Malavaki C J, Sakkas G K, Mitrou G I, Kalyva A, Stefanidis I, Myburgh K H, Karatzaferi C
Muscle Physiology & Mechanics Lab DPESS, University of Thessaly, Karyes, 42100, Trikala, Greece.
Division of Nephrology, Department of Medicine, School of Health Sciences, University of Thessaly, BIOPOLIS, Panepistimiou Str, 41500, Larissa, Greece.
J Muscle Res Cell Motil. 2015 Dec;36(6):405-21. doi: 10.1007/s10974-015-9439-8. Epub 2016 Jan 4.
Disuse atrophy is the loss of skeletal muscle mass due to inactivity or lower than 'normal' use. It is not only a furtive component of the 'modern' sedentary lifestyle but also a part of numerous pathologies, where muscle loss is linked to disease specific and/or other toxicity factors, eventually leading to wasting (cachexia). Whether disuse-or-disease induced, muscle loss leads to weakness and metabolic comorbidities with a high societal and financial cost. This review discusses the intricate network of interacting signalling pathways including Atrogin-1/MAFbx, IGF1-Akt, myostatin, glucocorticoids, NF-kB, MAPKs and caspases that seem to regulate disuse atrophy but also share common activation patterns in other states of muscle loss such as sarcopenia or cachexia.

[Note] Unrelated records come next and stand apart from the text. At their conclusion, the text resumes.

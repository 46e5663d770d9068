use anyhow::{bail, Context};
use chrono::Utc;
use clap::Parser;
use std::sync::Arc;
use std::time::Duration;
use tracing::{error, info};
use tracing_subscriber::{layer::SubscriberExt, util::SubscriberInitExt, EnvFilter};

use leadflow::api::{create_router, AppState};
use leadflow::automation::AutomationEngine;
use leadflow::cli::{Cli, Command};
use leadflow::config::AppConfig;
use leadflow::intent::IntentDetector;
use leadflow::outbound::{MocoClient, SlackNotifier};
use leadflow::queue::{JobQueues, QueueConsumer, QueueName};
use leadflow::routing::PipelineRouter;
use leadflow::scoring::ScoringEngine;
use leadflow::shutdown::{install_signal_handlers, ShutdownCoordinator, DRAIN_GRACE_SECS};
use leadflow::store::PostgresStore;
use leadflow::workers::{
    DecayJob, DigestJob, EventWorker, NotificationWorker, RoutingWorker, ScheduledWorker,
    Scheduler, SyncWorker,
};

fn init_tracing(config: &AppConfig) -> Option<tracing_appender::non_blocking::WorkerGuard> {
    let filter = EnvFilter::try_from_default_env()
        .unwrap_or_else(|_| EnvFilter::new(config.logging.level.clone()));

    let registry = tracing_subscriber::registry().with(filter);
    let mut guard = None;

    if let Some(path) = &config.logging.file {
        let directory = std::path::Path::new(path)
            .parent()
            .unwrap_or_else(|| std::path::Path::new("."));
        let file_name = std::path::Path::new(path)
            .file_name()
            .map(|n| n.to_string_lossy().to_string())
            .unwrap_or_else(|| "leadflow.log".to_string());
        let appender = tracing_appender::rolling::daily(directory, file_name);
        let (writer, g) = tracing_appender::non_blocking(appender);
        guard = Some(g);
        if config.logging.json {
            registry
                .with(tracing_subscriber::fmt::layer().json().with_writer(writer))
                .init();
        } else {
            registry
                .with(tracing_subscriber::fmt::layer().with_writer(writer))
                .init();
        }
    } else if config.logging.json {
        registry.with(tracing_subscriber::fmt::layer().json()).init();
    } else {
        registry.with(tracing_subscriber::fmt::layer()).init();
    }

    guard
}

#[tokio::main]
async fn main() -> anyhow::Result<()> {
    let cli = Cli::parse();
    let config = AppConfig::load_from(&cli.config).context("failed to load configuration")?;
    let _log_guard = init_tracing(&config);

    if let Err(errors) = config.validate() {
        for problem in &errors {
            error!("config: {problem}");
        }
        bail!("invalid configuration ({} problems)", errors.len());
    }

    match cli.command {
        Command::Migrate => {
            let store =
                PostgresStore::new(&config.database.url, config.database.max_connections).await?;
            store.migrate().await?;
            Ok(())
        }
        Command::Decay => {
            let store = Arc::new(
                PostgresStore::new(&config.database.url, config.database.max_connections).await?,
            );
            let scoring = Arc::new(ScoringEngine::new(
                store.clone(),
                Duration::from_secs(config.routing.rule_cache_ttl_secs),
            ));
            let outcome = DecayJob::new(store, scoring).run(Utc::now()).await?;
            info!(
                expired = outcome.expired_count,
                leads = outcome.leads_updated,
                elapsed_ms = outcome.execution_time_ms,
                "decay sweep finished"
            );
            Ok(())
        }
        Command::Digest => {
            let store = Arc::new(
                PostgresStore::new(&config.database.url, config.database.max_connections).await?,
            );
            let digest = DigestJob::new(store).run(Utc::now()).await?;
            let slack = SlackNotifier::new(config.slack.clone());
            slack.send(&digest).await?;
            Ok(())
        }
        Command::Run => run_service(config).await,
    }
}

async fn run_service(config: AppConfig) -> anyhow::Result<()> {
    let config = Arc::new(config);
    let store = Arc::new(
        PostgresStore::new(&config.database.url, config.database.max_connections).await?,
    );
    store.migrate().await?;

    if config.queue.redis_url.is_some() {
        info!("external queue store configured; in-process queues are in use");
    }

    let queues = JobQueues::new();
    let shutdown = Arc::new(ShutdownCoordinator::new());
    install_signal_handlers(shutdown.clone()).await;

    let cache_ttl = Duration::from_secs(config.routing.rule_cache_ttl_secs);
    let scoring = Arc::new(ScoringEngine::new(store.clone(), cache_ttl));
    let intent = Arc::new(IntentDetector::new(
        store.clone(),
        cache_ttl,
        config.routing.intent_margin,
        config.routing.confidence_gate,
    ));
    let router = Arc::new(PipelineRouter::new(
        store.clone(),
        intent.clone(),
        queues.clone(),
        config.routing.clone(),
    ));
    let automation = Arc::new(AutomationEngine::new(
        store.clone(),
        queues.clone(),
        router.clone(),
        cache_ttl,
    ));
    let moco = Arc::new(MocoClient::new(config.moco.clone()));
    let slack = Arc::new(SlackNotifier::new(config.slack.clone()));

    let grace = Duration::from_secs(DRAIN_GRACE_SECS);
    let max_attempts = config.queue.max_attempts;
    let mut worker_handles = Vec::new();

    // Events
    let consumer = QueueConsumer::new(
        queues.clone(),
        QueueName::Events,
        &config.queue.events,
        max_attempts,
        store.clone(),
        shutdown.subscribe(),
    )
    .await?;
    let handler = Arc::new(EventWorker::new(
        store.clone(),
        scoring.clone(),
        intent.clone(),
        automation.clone(),
        queues.clone(),
    ));
    worker_handles.push(tokio::spawn(consumer.run(handler, grace)));

    // Routing
    let consumer = QueueConsumer::new(
        queues.clone(),
        QueueName::Routing,
        &config.queue.routing,
        max_attempts,
        store.clone(),
        shutdown.subscribe(),
    )
    .await?;
    let handler = Arc::new(RoutingWorker::new(router.clone()));
    worker_handles.push(tokio::spawn(consumer.run(handler, grace)));

    // Sync
    let consumer = QueueConsumer::new(
        queues.clone(),
        QueueName::Sync,
        &config.queue.sync,
        max_attempts,
        store.clone(),
        shutdown.subscribe(),
    )
    .await?;
    let handler = Arc::new(SyncWorker::new(
        store.clone(),
        moco,
        queues.clone(),
        config.features.clone(),
    ));
    worker_handles.push(tokio::spawn(consumer.run(handler, grace)));

    // Notifications
    let consumer = QueueConsumer::new(
        queues.clone(),
        QueueName::Notifications,
        &config.queue.notifications,
        max_attempts,
        store.clone(),
        shutdown.subscribe(),
    )
    .await?;
    let handler = Arc::new(NotificationWorker::new(slack, config.features.clone()));
    worker_handles.push(tokio::spawn(consumer.run(handler, grace)));

    // Scheduled
    let consumer = QueueConsumer::new(
        queues.clone(),
        QueueName::Scheduled,
        &config.queue.scheduled,
        max_attempts,
        store.clone(),
        shutdown.subscribe(),
    )
    .await?;
    let handler = Arc::new(ScheduledWorker::new(
        DecayJob::new(store.clone(), scoring.clone()),
        DigestJob::new(store.clone()),
        automation.clone(),
        queues.clone(),
    ));
    worker_handles.push(tokio::spawn(consumer.run(handler, grace)));

    // Cron producer
    let scheduler = Scheduler::new(
        queues.clone(),
        config.schedule.clone(),
        config.features.clone(),
        shutdown.subscribe(),
    );
    worker_handles.push(tokio::spawn(scheduler.run()));

    // HTTP surface
    let state = AppState::new(
        store.clone(),
        queues.clone(),
        router,
        scoring,
        intent,
        automation,
        config.clone(),
    );
    let app = create_router(state);
    let address = format!("{}:{}", config.server.host, config.server.port);
    let listener = tokio::net::TcpListener::bind(&address)
        .await
        .with_context(|| format!("failed to bind {address}"))?;
    info!(%address, environment = %config.server.environment, "leadflow listening");

    let server_shutdown = shutdown.clone();
    let server = tokio::spawn(async move {
        let result = axum::serve(listener, app)
            .with_graceful_shutdown(async move { server_shutdown.wait().await })
            .await;
        if let Err(err) = result {
            error!(error = %err, "http server exited with error");
        }
    });

    shutdown.wait().await;
    info!("draining workers");
    for handle in worker_handles {
        let _ = tokio::time::timeout(grace + Duration::from_secs(5), handle).await;
    }
    let _ = tokio::time::timeout(Duration::from_secs(5), server).await;
    info!("leadflow stopped");
    Ok(())
}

Reactive oxygen species are also important regulators of cell signalling pathways that can accelerate proteolysis and depress protein synthesis. Exercise is an effective countermeasure and antioxidants may show some benefit. We discuss how the experimental model used can crucially affect the outcome and hence our understanding of atrophy. Timing of sampling is crucial as some signalling mechanisms reach their peak early during the atrophy process to rapidly decline thereafter, while other present high levels even weeks and months after study initiation. The importance of such differences lays in future consideration of appropriate treatment targets. Apart from attempting to correct defective genes or negate their effects, technological advances in new rational ways should aim to regulate specific gene expression at precise time points for the treatment of muscle atrophy in therapeutic protocols depending on the origin of atrophy induction.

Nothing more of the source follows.